//! Daraja OAuth token provider.
//!
//! Obtains an access token from the payment network's
//! `oauth/v1/generate?grant_type=client_credentials` endpoint using HTTP
//! basic authentication over the consumer key and secret.

use crate::{AccessToken, AuthError, TokenProviderInterface};
use async_trait::async_trait;
use serde::{Deserialize, Deserializer};
use settler_types::SecretString;
use std::time::Duration;

/// Token provider backed by the Daraja OAuth endpoint.
pub struct DarajaTokenProvider {
	http: reqwest::Client,
	api_url: String,
	consumer_key: SecretString,
	consumer_secret: SecretString,
}

impl DarajaTokenProvider {
	/// Creates a provider for the given API base URL and credentials.
	///
	/// The timeout applies to the whole token request; a timeout is a
	/// transient failure, not a credential problem.
	pub fn new(
		api_url: impl Into<String>,
		consumer_key: SecretString,
		consumer_secret: SecretString,
		timeout: Duration,
	) -> Result<Self, AuthError> {
		let http = reqwest::Client::builder()
			.timeout(timeout)
			.build()
			.map_err(|e| AuthError::Configuration(format!("Failed to build HTTP client: {}", e)))?;

		Ok(Self {
			http,
			api_url: api_url.into(),
			consumer_key,
			consumer_secret,
		})
	}
}

/// Wire shape of the token endpoint response.
#[derive(Debug, Deserialize)]
struct TokenResponse {
	access_token: String,
	// The network returns the lifetime as a decimal string.
	#[serde(deserialize_with = "deserialize_expires_in")]
	expires_in: u64,
}

fn deserialize_expires_in<'de, D>(deserializer: D) -> Result<u64, D::Error>
where
	D: Deserializer<'de>,
{
	#[derive(Deserialize)]
	#[serde(untagged)]
	enum StringOrNumber {
		String(String),
		Number(u64),
	}

	match StringOrNumber::deserialize(deserializer)? {
		StringOrNumber::String(s) => s.parse().map_err(serde::de::Error::custom),
		StringOrNumber::Number(n) => Ok(n),
	}
}

#[async_trait]
impl TokenProviderInterface for DarajaTokenProvider {
	async fn fetch_token(&self) -> Result<AccessToken, AuthError> {
		let url = format!(
			"{}/oauth/v1/generate?grant_type=client_credentials",
			self.api_url.trim_end_matches('/')
		);

		let response = self
			.http
			.get(&url)
			.basic_auth(
				self.consumer_key.expose(),
				Some(self.consumer_secret.expose()),
			)
			.send()
			.await
			.map_err(|e| AuthError::UpstreamUnavailable(e.to_string()))?;

		let status = response.status();
		if !status.is_success() {
			let body = response.text().await.unwrap_or_default();
			tracing::warn!(status = %status, body = %body, "Token request rejected");
			return if status.is_client_error() {
				Err(AuthError::UpstreamRejected(format!(
					"token endpoint returned {}",
					status
				)))
			} else {
				Err(AuthError::UpstreamUnavailable(format!(
					"token endpoint returned {}",
					status
				)))
			};
		}

		let token: TokenResponse = response
			.json()
			.await
			.map_err(|e| AuthError::UpstreamUnavailable(format!("malformed token response: {}", e)))?;

		tracing::debug!(expires_in = token.expires_in, "Access token acquired");

		Ok(AccessToken {
			token: SecretString::new(token.access_token),
			expires_in: token.expires_in,
		})
	}
}

#[cfg(test)]
mod tests {
	use super::*;

	#[test]
	fn test_token_response_accepts_string_lifetime() {
		let parsed: TokenResponse =
			serde_json::from_str(r#"{"access_token": "abc", "expires_in": "3599"}"#).unwrap();
		assert_eq!(parsed.access_token, "abc");
		assert_eq!(parsed.expires_in, 3599);
	}

	#[test]
	fn test_token_response_accepts_numeric_lifetime() {
		let parsed: TokenResponse =
			serde_json::from_str(r#"{"access_token": "abc", "expires_in": 3599}"#).unwrap();
		assert_eq!(parsed.expires_in, 3599);
	}

	#[test]
	fn test_token_response_rejects_garbage_lifetime() {
		let result: Result<TokenResponse, _> =
			serde_json::from_str(r#"{"access_token": "abc", "expires_in": "soon"}"#);
		assert!(result.is_err());
	}
}
//! Inbound payment-network callback envelope.
//!
//! The payment network posts a JSON body shaped `Body.stkCallback.{..}`
//! carrying a result code, a description, and (on success) a metadata item
//! list. These types mirror the wire format exactly; interpretation of the
//! result and correlation of the reference live in the correlator.

use serde::{Deserialize, Serialize};

/// Wire name of the metadata item carrying the correlation reference.
pub const ACCOUNT_REFERENCE_ITEM: &str = "AccountReference";

/// Wire name of the metadata item carrying the network receipt number.
pub const RECEIPT_NUMBER_ITEM: &str = "MpesaReceiptNumber";

/// Top-level callback envelope.
#[derive(Debug, Clone, Serialize, Deserialize)]
pub struct CallbackEnvelope {
	#[serde(rename = "Body")]
	pub body: CallbackBody,
}

/// Wrapper object around the callback payload.
#[derive(Debug, Clone, Serialize, Deserialize)]
pub struct CallbackBody {
	#[serde(rename = "stkCallback")]
	pub stk_callback: StkCallback,
}

/// The callback payload proper.
#[derive(Debug, Clone, Serialize, Deserialize)]
pub struct StkCallback {
	/// Request id assigned by the network's merchant gateway.
	#[serde(rename = "MerchantRequestID", default)]
	pub merchant_request_id: Option<String>,
	/// Tracking id returned by the initiation leg; the network's
	/// transaction identifier for this payment attempt.
	#[serde(rename = "CheckoutRequestID")]
	pub checkout_request_id: String,
	/// Zero for a completed payment, non-zero otherwise.
	#[serde(rename = "ResultCode")]
	pub result_code: i64,
	/// Human-readable description of the result.
	#[serde(rename = "ResultDesc")]
	pub result_desc: String,
	/// Present on successful payments.
	#[serde(rename = "CallbackMetadata", skip_serializing_if = "Option::is_none")]
	pub metadata: Option<CallbackMetadata>,
}

/// Metadata item list delivered with successful payments.
#[derive(Debug, Clone, Serialize, Deserialize)]
pub struct CallbackMetadata {
	#[serde(rename = "Item", default)]
	pub items: Vec<MetadataItem>,
}

/// A single name/value metadata entry.
#[derive(Debug, Clone, Serialize, Deserialize)]
pub struct MetadataItem {
	#[serde(rename = "Name")]
	pub name: String,
	#[serde(rename = "Value", skip_serializing_if = "Option::is_none")]
	pub value: Option<serde_json::Value>,
}

impl StkCallback {
	/// True when the network reports the payment as completed.
	pub fn is_success(&self) -> bool {
		self.result_code == 0
	}

	/// Looks up a metadata item value by its wire name.
	pub fn metadata_value(&self, name: &str) -> Option<&serde_json::Value> {
		self.metadata
			.as_ref()?
			.items
			.iter()
			.find(|item| item.name == name)
			.and_then(|item| item.value.as_ref())
	}

	/// Metadata item value rendered as a string.
	///
	/// The network is inconsistent about value types (amounts arrive as
	/// numbers, references as strings), so both are accepted.
	pub fn metadata_str(&self, name: &str) -> Option<String> {
		match self.metadata_value(name)? {
			serde_json::Value::String(s) => Some(s.clone()),
			serde_json::Value::Number(n) => Some(n.to_string()),
			_ => None,
		}
	}
}

#[cfg(test)]
mod tests {
	use super::*;

	fn success_body() -> serde_json::Value {
		serde_json::json!({
			"Body": {
				"stkCallback": {
					"MerchantRequestID": "29115-34620561-1",
					"CheckoutRequestID": "ws_CO_191220191020363925",
					"ResultCode": 0,
					"ResultDesc": "The service request is processed successfully.",
					"CallbackMetadata": {
						"Item": [
							{ "Name": "Amount", "Value": 200.0 },
							{ "Name": "MpesaReceiptNumber", "Value": "NLJ7RT61SV" },
							{ "Name": "AccountReference", "Value": "Order-abc123" },
							{ "Name": "PhoneNumber", "Value": 254712345678u64 }
						]
					}
				}
			}
		})
	}

	#[test]
	fn test_parse_success_callback() {
		let envelope: CallbackEnvelope = serde_json::from_value(success_body()).unwrap();
		let callback = envelope.body.stk_callback;
		assert!(callback.is_success());
		assert_eq!(callback.checkout_request_id, "ws_CO_191220191020363925");
		assert_eq!(
			callback.metadata_str(ACCOUNT_REFERENCE_ITEM).as_deref(),
			Some("Order-abc123")
		);
		assert_eq!(
			callback.metadata_str(RECEIPT_NUMBER_ITEM).as_deref(),
			Some("NLJ7RT61SV")
		);
	}

	#[test]
	fn test_parse_failure_callback_without_metadata() {
		let body = serde_json::json!({
			"Body": {
				"stkCallback": {
					"MerchantRequestID": "29115-34620561-1",
					"CheckoutRequestID": "ws_CO_191220191020363925",
					"ResultCode": 1032,
					"ResultDesc": "Request cancelled by user"
				}
			}
		});
		let envelope: CallbackEnvelope = serde_json::from_value(body).unwrap();
		let callback = envelope.body.stk_callback;
		assert!(!callback.is_success());
		assert!(callback.metadata_str(ACCOUNT_REFERENCE_ITEM).is_none());
	}

	#[test]
	fn test_numeric_metadata_value_renders_as_string() {
		let envelope: CallbackEnvelope = serde_json::from_value(success_body()).unwrap();
		let callback = envelope.body.stk_callback;
		assert_eq!(
			callback.metadata_str("PhoneNumber").as_deref(),
			Some("254712345678")
		);
	}

	#[test]
	fn test_malformed_envelope_is_rejected() {
		let body = serde_json::json!({ "Body": { "unexpected": true } });
		assert!(serde_json::from_value::<CallbackEnvelope>(body).is_err());
	}
}
//! Payment API handlers.
//!
//! Initiation returns a tracking id or a classified error. The callback
//! receiver is asymmetric by design: once the body shape is valid, it
//! acknowledges receipt with a 2xx no matter the business outcome, because
//! the payment network retries rejected deliveries and a permanently
//! invalid payload cannot self-correct.

use crate::server::AppState;
use axum::extract::State;
use axum::http::StatusCode;
use axum::response::{IntoResponse, Json, Response};
use settler_auth::AuthError;
use settler_core::{CallbackDisposition, PaymentError};
use settler_gateway::GatewayError;
use settler_types::{
	ApiError, CallbackAck, CreatePaymentIntentRequest, CreatePaymentIntentResponse,
	InitiatePaymentRequest, InitiatePaymentResponse,
};

/// Handles POST /api/payments/initiate requests.
pub async fn initiate_payment(
	State(state): State<AppState>,
	Json(request): Json<InitiatePaymentRequest>,
) -> Result<Json<InitiatePaymentResponse>, ApiError> {
	match state.engine.initiate_payment(&request).await {
		Ok(receipt) => Ok(Json(InitiatePaymentResponse {
			tracking_id: receipt.tracking_id,
			message: "Payment request accepted. Confirm on your phone.".to_string(),
		})),
		Err(e) => {
			tracing::warn!(order_id = %request.order_id, error = %e, "Initiation failed");
			Err(payment_error_to_api(e))
		},
	}
}

/// Handles POST /api/payments/callback requests from the payment network.
pub async fn receive_callback(
	State(state): State<AppState>,
	Json(body): Json<serde_json::Value>,
) -> Response {
	match state.engine.handle_callback(&body).await {
		Ok(CallbackDisposition::InvalidShape) => (
			StatusCode::BAD_REQUEST,
			Json(serde_json::json!({ "message": "Invalid callback format" })),
		)
			.into_response(),
		Ok(disposition) => {
			tracing::debug!(?disposition, "Callback acknowledged");
			(StatusCode::OK, Json(CallbackAck::received())).into_response()
		},
		Err(e) => {
			// Storage failed mid-processing; a redelivery can succeed, so
			// this is the one path that reports a server error upstream.
			tracing::error!(error = %e, "Callback processing failed");
			(
				StatusCode::INTERNAL_SERVER_ERROR,
				Json(serde_json::json!({ "message": "Callback processing failed" })),
			)
				.into_response()
		},
	}
}

/// Handles POST /api/payments/intent requests (synchronous card path).
pub async fn create_payment_intent(
	State(state): State<AppState>,
	Json(request): Json<CreatePaymentIntentRequest>,
) -> Result<Json<CreatePaymentIntentResponse>, ApiError> {
	match state.engine.create_payment_intent(request.amount).await {
		Ok(client_secret) => Ok(Json(CreatePaymentIntentResponse { client_secret })),
		Err(e) => {
			tracing::warn!(error = %e, "Payment intent creation failed");
			Err(crate::apis::orders::engine_error_to_api(e))
		},
	}
}

/// Maps initiation-path errors onto the stable API error set. Detailed
/// causes are already logged by the caller; clients get generic messages.
fn payment_error_to_api(e: PaymentError) -> ApiError {
	match e {
		PaymentError::OrderNotFound(id) => ApiError::NotFound {
			error_type: "order_not_found".to_string(),
			message: format!("Order {} does not exist", id),
		},
		PaymentError::NotPayable(id) => ApiError::UnprocessableEntity {
			error_type: "order_not_payable".to_string(),
			message: format!("Order {} is not awaiting payment", id),
		},
		PaymentError::Validation(message) => ApiError::BadRequest {
			error_type: "validation".to_string(),
			message,
		},
		PaymentError::Auth(AuthError::UpstreamRejected(_)) => ApiError::BadGateway {
			error_type: "upstream_auth_failed".to_string(),
			message: "Payment network authentication failed".to_string(),
		},
		PaymentError::Auth(AuthError::UpstreamUnavailable(_)) => ApiError::ServiceUnavailable {
			error_type: "upstream_unavailable".to_string(),
			message: "Unable to reach the payment network".to_string(),
			retry_after: Some(30),
		},
		PaymentError::Auth(AuthError::Configuration(_)) => ApiError::Internal {
			error_type: "internal".to_string(),
			message: "Internal server error".to_string(),
		},
		PaymentError::Gateway(gateway) => gateway_error_to_api(gateway),
		PaymentError::Storage(_) => ApiError::Internal {
			error_type: "internal".to_string(),
			message: "Internal server error".to_string(),
		},
	}
}

/// Maps gateway failure classes onto the stable API error set.
pub(crate) fn gateway_error_to_api(e: GatewayError) -> ApiError {
	match e {
		GatewayError::InvalidPhoneNumber(message) | GatewayError::InvalidAmount(message) => {
			ApiError::BadRequest {
				error_type: "validation".to_string(),
				message,
			}
		},
		GatewayError::InvalidRequest(_) => ApiError::BadRequest {
			error_type: "invalid_payment_request".to_string(),
			message: "Invalid payment request parameters".to_string(),
		},
		GatewayError::AuthFailed(_) => ApiError::BadGateway {
			error_type: "upstream_auth_failed".to_string(),
			message: "Payment network authentication failed".to_string(),
		},
		GatewayError::NetworkUnreachable(_) => ApiError::ServiceUnavailable {
			error_type: "upstream_unavailable".to_string(),
			message: "Unable to connect to the payment network".to_string(),
			retry_after: Some(30),
		},
		GatewayError::Unknown(_) => ApiError::BadGateway {
			error_type: "upstream_error".to_string(),
			message: "Failed to initiate payment".to_string(),
		},
		GatewayError::Configuration(_) => ApiError::Internal {
			error_type: "internal".to_string(),
			message: "Internal server error".to_string(),
		},
	}
}

#[cfg(test)]
mod tests {
	use super::*;

	#[test]
	fn test_validation_failures_map_to_400() {
		let api = payment_error_to_api(PaymentError::Gateway(GatewayError::InvalidPhoneNumber(
			"'12345' is not in a recognized format".to_string(),
		)));
		assert_eq!(api.status_code(), 400);

		let api = payment_error_to_api(PaymentError::Validation("bad".to_string()));
		assert_eq!(api.status_code(), 400);
	}

	#[test]
	fn test_upstream_failures_map_to_5xx() {
		let api = payment_error_to_api(PaymentError::Gateway(GatewayError::AuthFailed(
			"401".to_string(),
		)));
		assert_eq!(api.status_code(), 502);

		let api = payment_error_to_api(PaymentError::Gateway(GatewayError::NetworkUnreachable(
			"timeout".to_string(),
		)));
		assert_eq!(api.status_code(), 503);
		assert_eq!(api.to_error_response().retry_after, Some(30));
	}

	#[test]
	fn test_missing_order_maps_to_404() {
		let api = payment_error_to_api(PaymentError::OrderNotFound("o1".to_string()));
		assert_eq!(api.status_code(), 404);
	}

	#[test]
	fn test_upstream_detail_is_not_leaked() {
		let api = payment_error_to_api(PaymentError::Gateway(GatewayError::AuthFailed(
			"secret-internal-detail".to_string(),
		)));
		assert!(!api.to_error_response().message.contains("secret-internal-detail"));
	}
}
○ ○ ○ ○ ○ ○ ○
**WORK REQUEST**:
Locate the lines above that hold the word "UpstreamUnavailable". Show every one of them.

**TASK OUTPUT**:
			.map_err(|e| AuthError::UpstreamUnavailable(e.to_string()))?;
				Err(AuthError::UpstreamUnavailable(format!(
			.map_err(|e| AuthError::UpstreamUnavailable(format!("malformed token response: {}", e)))?;
		PaymentError::Auth(AuthError::UpstreamUnavailable(_)) => ApiError::ServiceUnavailable {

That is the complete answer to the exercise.